A strong 6.3 magnitude earthquake hit central Greece on Wednesday, the US Geological Survey said, prompting residents in the city of Larissa to rush into the streets.
The Institute of Geodynamics in Athens said the quake, which could be felt across central and northern Greece, measured at a magnitude of 6.0.
According to the Athens observatory, the epicenter of the quake was 21km south of the town of Elassona, near Larissa.
A fire service official in Athens said there were no reports of damages or injuries so far but added: "My colleagues felt it, it was strong."
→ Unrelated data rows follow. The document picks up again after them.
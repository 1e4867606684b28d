//! Store lookups for slug uniqueness

use async_trait::async_trait;
use std::sync::Arc;

use crate::entity::EntityId;
use crate::error::BehaviorResult;
use crate::filter::FilterQuery;
use crate::metadata::ClassMetadata;
use crate::store::EntityStore;

#[async_trait]
pub trait SluggableRepository: Send + Sync {
    /// Whether no stored record other than `id` already uses `slug`
    async fn is_slug_unique_for(
        &self,
        metadata: &ClassMetadata,
        id: Option<EntityId>,
        slug: &str,
    ) -> BehaviorResult<bool>;
}

/// Counts rows of the entity's table carrying the slug
pub struct DefaultSluggableRepository {
    store: Arc<dyn EntityStore>,
    slug_field: String,
}

impl DefaultSluggableRepository {
    pub fn new(store: Arc<dyn EntityStore>, slug_field: &str) -> Self {
        Self {
            store,
            slug_field: slug_field.to_string(),
        }
    }

    pub fn slug_field(&self) -> &str {
        &self.slug_field
    }

    fn uniqueness_query(&self, metadata: &ClassMetadata, id: Option<EntityId>, slug: &str) -> FilterQuery {
        let query = FilterQuery::new("e").where_eq(&self.slug_field, slug);
        match id {
            Some(id) => query.where_ne(metadata.identifier(), id.value()),
            None => query,
        }
    }
}

#[async_trait]
impl SluggableRepository for DefaultSluggableRepository {
    async fn is_slug_unique_for(
        &self,
        metadata: &ClassMetadata,
        id: Option<EntityId>,
        slug: &str,
    ) -> BehaviorResult<bool> {
        let query = self.uniqueness_query(metadata, id, slug);
        Ok(self.store.count(metadata, &query).await? == 0)
    }
}
//! Filter query builder, SQL rendering and in-memory evaluation
//!
//! Conditions are combined left to right: `a AND b OR c` means
//! `(a AND b) OR c`, the same grouping chained `and_where`/`or_where` calls
//! produce in a query builder.

use serde_json::Value;

use super::types::*;
use crate::entity::Fields;
use crate::metadata::ClassMetadata;

/// A bound parameter of a rendered filter query
#[derive(Debug, Clone, PartialEq)]
pub struct SqlParameter {
    /// Field the value is compared against, used to pick the bind type
    pub field: String,
    pub value: Value,
    /// Pattern operand, always bound as text
    pub textual: bool,
}

/// Ordered list of filter conditions on one entity class
#[derive(Debug, Clone, PartialEq)]
pub struct FilterQuery {
    alias: String,
    conditions: Vec<FilterCondition>,
}

impl Default for FilterQuery {
    fn default() -> Self {
        Self::new("e")
    }
}

impl FilterQuery {
    pub fn new(alias: &str) -> Self {
        Self {
            alias: alias.to_string(),
            conditions: Vec::new(),
        }
    }

    pub fn alias(&self) -> &str {
        &self.alias
    }

    pub fn conditions(&self) -> &[FilterCondition] {
        &self.conditions
    }

    pub fn is_empty(&self) -> bool {
        self.conditions.is_empty()
    }

    pub fn push(mut self, condition: FilterCondition) -> Self {
        self.conditions.push(condition);
        self
    }

    /// Add WHERE condition with equality
    pub fn where_eq<T: Into<Value>>(self, selector: &str, value: T) -> Self {
        self.push(
            FilterCondition::new(selector, FilterOperator::Equal, Conjunction::And)
                .with_value(value.into()),
        )
    }

    /// Add WHERE condition with not equal
    pub fn where_ne<T: Into<Value>>(self, selector: &str, value: T) -> Self {
        self.push(
            FilterCondition::new(selector, FilterOperator::NotEqual, Conjunction::And)
                .with_value(value.into()),
        )
    }

    /// Add WHERE condition with LIKE; `%` and `_` are wildcards
    pub fn where_like(self, selector: &str, pattern: &str) -> Self {
        self.push(
            FilterCondition::new(selector, FilterOperator::Like, Conjunction::And)
                .with_value(Value::String(pattern.to_string())),
        )
    }

    /// Add case-insensitive LIKE condition
    pub fn where_ilike(self, selector: &str, pattern: &str) -> Self {
        self.push(
            FilterCondition::new(selector, FilterOperator::ILike, Conjunction::And)
                .with_value(Value::String(pattern.to_string())),
        )
    }

    /// Add WHERE condition with IN
    pub fn where_in<T: Into<Value>>(self, selector: &str, values: Vec<T>) -> Self {
        self.push(
            FilterCondition::new(selector, FilterOperator::In, Conjunction::And)
                .with_values(values.into_iter().map(|v| v.into()).collect()),
        )
    }

    /// Render `SELECT alias.* FROM table alias WHERE ... ORDER BY alias.id`
    pub fn to_select_sql(&self, metadata: &ClassMetadata) -> (String, Vec<SqlParameter>) {
        let mut sql = format!(
            "SELECT {alias}.* FROM {table} {alias}",
            alias = self.alias,
            table = metadata.table_name()
        );
        let params = self.push_where_clause(&mut sql, metadata);
        sql.push_str(&format!(
            " ORDER BY {}.{} ASC",
            self.alias,
            metadata.identifier()
        ));
        (sql, params)
    }

    /// Render `SELECT COUNT(*) FROM table alias WHERE ...`
    pub fn to_count_sql(&self, metadata: &ClassMetadata) -> (String, Vec<SqlParameter>) {
        let mut sql = format!(
            "SELECT COUNT(*) FROM {table} {alias}",
            alias = self.alias,
            table = metadata.table_name()
        );
        let params = self.push_where_clause(&mut sql, metadata);
        (sql, params)
    }

    fn push_where_clause(&self, sql: &mut String, metadata: &ClassMetadata) -> Vec<SqlParameter> {
        let mut params = Vec::new();
        let mut conditions = self.conditions.iter();

        let Some(first) = conditions.next() else {
            return params;
        };

        let mut clause = self.condition_sql(first, metadata, &mut params);
        let mut compound = false;
        let mut mixed = false;

        for condition in conditions {
            let wrap = match condition.conjunction {
                Conjunction::Or => compound,
                Conjunction::And => mixed,
            };
            if wrap {
                clause = format!("({})", clause);
                mixed = false;
            }

            let rendered = self.condition_sql(condition, metadata, &mut params);
            clause = format!("{} {} {}", clause, condition.conjunction, rendered);
            compound = true;
            if condition.conjunction == Conjunction::Or {
                mixed = true;
            }
        }

        sql.push_str(" WHERE ");
        sql.push_str(&clause);
        params
    }

    fn condition_sql(
        &self,
        condition: &FilterCondition,
        metadata: &ClassMetadata,
        params: &mut Vec<SqlParameter>,
    ) -> String {
        let alias = condition.alias.as_deref().unwrap_or(&self.alias);
        let column = metadata
            .column_name(&condition.field)
            .unwrap_or(condition.field.as_str());
        let column = format!("{}.{}", alias, column);
        let pattern = matches!(condition.operator, FilterOperator::Like | FilterOperator::ILike);
        let textual_column = metadata
            .field(&condition.field)
            .map_or(false, |mapping| mapping.field_type.is_textual());

        let mut bind = |value: &Value| {
            params.push(SqlParameter {
                field: condition.field.clone(),
                value: value.clone(),
                textual: pattern,
            });
            format!("${}", params.len())
        };

        // Patterns compare text, so other column types are cast first
        let pattern_column = if textual_column {
            column.clone()
        } else {
            format!("{}::text", column)
        };

        let single = condition.value.clone().unwrap_or(Value::Null);
        match condition.operator {
            FilterOperator::Equal | FilterOperator::NotEqual => {
                let placeholder = bind(&single);
                format!("{} {} {}", column, condition.operator, placeholder)
            }
            FilterOperator::Like => {
                let placeholder = bind(&single);
                format!("{} LIKE {}", pattern_column, placeholder)
            }
            FilterOperator::ILike => {
                let placeholder = bind(&single);
                format!("LOWER({}) LIKE LOWER({})", pattern_column, placeholder)
            }
            FilterOperator::In if condition.values.is_empty() => "1 = 0".to_string(),
            FilterOperator::In => {
                let placeholders: Vec<String> = condition.values.iter().map(&mut bind).collect();
                format!("{} IN ({})", column, placeholders.join(", "))
            }
        }
    }

    /// Evaluate the query against a stored row
    pub fn matches(&self, row: &Fields) -> bool {
        let mut result: Option<bool> = None;

        for condition in &self.conditions {
            let matched = condition_matches(condition, row);
            result = Some(match (result, condition.conjunction) {
                (None, _) => matched,
                (Some(acc), Conjunction::And) => acc && matched,
                (Some(acc), Conjunction::Or) => acc || matched,
            });
        }

        result.unwrap_or(true)
    }
}

fn condition_matches(condition: &FilterCondition, row: &Fields) -> bool {
    let actual = row.get(&condition.field).unwrap_or(&Value::Null);
    if actual.is_null() {
        return false;
    }

    let expected = condition.value.as_ref().unwrap_or(&Value::Null);
    match condition.operator {
        FilterOperator::Equal => loosely_equal(actual, expected),
        FilterOperator::NotEqual => !expected.is_null() && !loosely_equal(actual, expected),
        FilterOperator::Like => like_match(&text_of(actual), &text_of(expected)),
        FilterOperator::ILike => like_match(
            &text_of(actual).to_lowercase(),
            &text_of(expected).to_lowercase(),
        ),
        FilterOperator::In => condition.values.iter().any(|v| loosely_equal(actual, v)),
    }
}

fn text_of(value: &Value) -> String {
    match value {
        Value::String(text) => text.clone(),
        other => other.to_string(),
    }
}

/// Equality with the numeric/text coercion a database applies to literals
fn loosely_equal(left: &Value, right: &Value) -> bool {
    if left == right {
        return true;
    }

    match (left, right) {
        (Value::Number(a), Value::Number(b)) => a.as_f64() == b.as_f64(),
        (Value::Number(n), Value::String(s)) | (Value::String(s), Value::Number(n)) => {
            s.trim().parse::<f64>().ok() == n.as_f64()
        }
        _ => false,
    }
}

/// SQL LIKE matching: `%` is any run, `_` any single character
fn like_match(text: &str, pattern: &str) -> bool {
    let text: Vec<char> = text.chars().collect();
    let pattern: Vec<char> = pattern.chars().collect();

    let (mut t, mut p) = (0, 0);
    let mut backtrack: Option<(usize, usize)> = None;

    while t < text.len() {
        if p < pattern.len() && (pattern[p] == '_' || pattern[p] == text[t]) {
            t += 1;
            p += 1;
        } else if p < pattern.len() && pattern[p] == '%' {
            backtrack = Some((p, t));
            p += 1;
        } else if let Some((star, matched)) = backtrack {
            p = star + 1;
            t = matched + 1;
            backtrack = Some((star, matched + 1));
        } else {
            return false;
        }
    }

    pattern[p..].iter().all(|c| *c == '%')
}
//! Filter queries - selector based predicates for filterable repositories

pub mod query;
pub mod types;

pub use query::{FilterQuery, SqlParameter};
pub use types::{Conjunction, FilterCondition, FilterOperator};
//! Slug negotiation through the entity manager

mod fixtures;

use fixtures::{manager_with, Article};
use std::sync::Arc;

use elif_behaviors::{
    BehaviorError, BehaviorsConfig, EntityManager, EntityStore, FilterQuery, MemoryStore,
};

#[tokio::test]
async fn test_same_title_in_one_flush_gets_suffix() {
    let store = Arc::new(MemoryStore::new());
    let (mut manager, _) = manager_with(store.clone());

    let first = manager.persist(Article::new("Hello World")).await.unwrap();
    let second = manager.persist(Article::new("Hello World")).await.unwrap();
    manager.flush().await.unwrap();

    assert_eq!(manager.get::<Article>(first).unwrap().slug.as_deref(), Some("hello-world"));
    assert_eq!(manager.get::<Article>(second).unwrap().slug.as_deref(), Some("hello-world-1"));
    assert_eq!(store.row_count("articles"), 2);
}

#[tokio::test]
async fn test_stored_slug_forces_suffix() {
    let store = Arc::new(MemoryStore::new());
    let (mut manager, _) = manager_with(store.clone());
    manager.persist(Article::new("Hello World")).await.unwrap();
    manager.flush().await.unwrap();

    let (mut other, _) = manager_with(store.clone());
    let handle = other.persist(Article::new("Hello World")).await.unwrap();
    other.flush().await.unwrap();

    assert_eq!(other.get::<Article>(handle).unwrap().slug.as_deref(), Some("hello-world-1"));

    let metadata = other.class_metadata("Article").unwrap();
    let taken = store
        .count(&metadata, &FilterQuery::new("e").where_like("e:slug", "hello-world%"))
        .await
        .unwrap();
    assert_eq!(taken, 2);
}

#[tokio::test]
async fn test_update_keeps_own_slug() {
    let store = Arc::new(MemoryStore::new());
    let (mut manager, _) = manager_with(store.clone());

    manager.persist(Article::new("Hello World")).await.unwrap();
    let second = manager.persist(Article::new("Hello World")).await.unwrap();
    manager.flush().await.unwrap();

    manager.get_mut::<Article>(second).unwrap().body = "Edited".to_string();
    manager.flush().await.unwrap();

    let article = manager.get::<Article>(second).unwrap();
    assert_eq!(article.slug.as_deref(), Some("hello-world-1"));

    let id = article.id.unwrap();
    let metadata = manager.class_metadata("Article").unwrap();
    let row = store.find(&metadata, id).await.unwrap().unwrap();
    assert_eq!(row.get("slug").and_then(|v| v.as_str()), Some("hello-world-1"));
    assert_eq!(row.get("body").and_then(|v| v.as_str()), Some("Edited"));
}

#[tokio::test]
async fn test_title_change_regenerates_slug() {
    let store = Arc::new(MemoryStore::new());
    let (mut manager, _) = manager_with(store.clone());

    let handle = manager.persist(Article::new("Hello World")).await.unwrap();
    manager.flush().await.unwrap();

    manager.get_mut::<Article>(handle).unwrap().title = "Goodbye World".to_string();
    manager.flush().await.unwrap();

    let id = manager.get::<Article>(handle).unwrap().id.unwrap();
    let (mut fresh, _) = manager_with(store);
    let loaded = fresh.find::<Article>(id).await.unwrap().unwrap();
    assert_eq!(fresh.get::<Article>(loaded).unwrap().slug.as_deref(), Some("goodbye-world"));
}

#[tokio::test]
async fn test_slug_field_is_mapped() {
    let (mut manager, _) = manager_with(Arc::new(MemoryStore::new()));
    let metadata = manager.register::<Article>().await.unwrap();

    let slug = metadata.field("slug").unwrap();
    assert!(slug.nullable);
    assert!(metadata.has_field("title"));
}

#[tokio::test]
async fn test_empty_title_is_rejected_at_persist() {
    let store = Arc::new(MemoryStore::new());
    let (mut manager, _) = manager_with(store.clone());

    let result = manager.persist(Article::new("")).await;
    assert!(matches!(result, Err(BehaviorError::Sluggable(_))));

    manager.flush().await.unwrap();
    assert_eq!(store.row_count("articles"), 0);
}

#[tokio::test]
async fn test_non_latin_titles_get_transliterated_slugs() {
    let store = Arc::new(MemoryStore::new());
    let (mut manager, _) = manager_with(store.clone());

    let first = manager.persist(Article::new("Привет мир")).await.unwrap();
    let second = manager.persist(Article::new("Привет мир")).await.unwrap();
    let punctuation = manager.persist(Article::new("!!!")).await;
    manager.flush().await.unwrap();

    assert_eq!(manager.get::<Article>(first).unwrap().slug.as_deref(), Some("privet-mir"));
    assert_eq!(manager.get::<Article>(second).unwrap().slug.as_deref(), Some("privet-mir-1"));
    assert!(matches!(punctuation, Err(BehaviorError::Sluggable(_))));
    assert_eq!(store.row_count("articles"), 2);
}

#[tokio::test]
async fn test_default_behaviors_respect_probe_bound() {
    let store: Arc<dyn EntityStore> = Arc::new(MemoryStore::new());
    let config = BehaviorsConfig {
        max_slug_attempts: Some(1),
        ..BehaviorsConfig::default()
    };
    let mut manager = EntityManager::with_behaviors(store, &config).unwrap();

    manager.persist(Article::new("Hello World")).await.unwrap();
    let result = manager.persist(Article::new("Hello World")).await;

    assert!(matches!(
        result,
        Err(BehaviorError::SlugExhausted { attempts: 1, .. })
    ));
}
The earthquake was reportedly felt as far away as the capitals of neighboring Albania, North Macedonia, Kosovo and Montenegro.
"I have never experienced anything like this before, I immediately left the house," a citizen in Larissa region, in central Greece, told ERT state television.
The Fire Brigade was investigating reports of a house that collapsed in Mesochori, Elassona, to see if anyone was trapped.
Costas Agorastos, local governor in the central Thessaly region told state television that local schools had been advised to close.
The German Research Centre for Geosciences pegged the earthquake at magnitude 6.0, with a depth of 10 km.
Greece lies in a highly seismically active region.
Last October, an earthquake that struck the eastern Greek Aegean island of Samos and the nearby Turkish coast killed two people on Samos and at least 75 people in Turkey.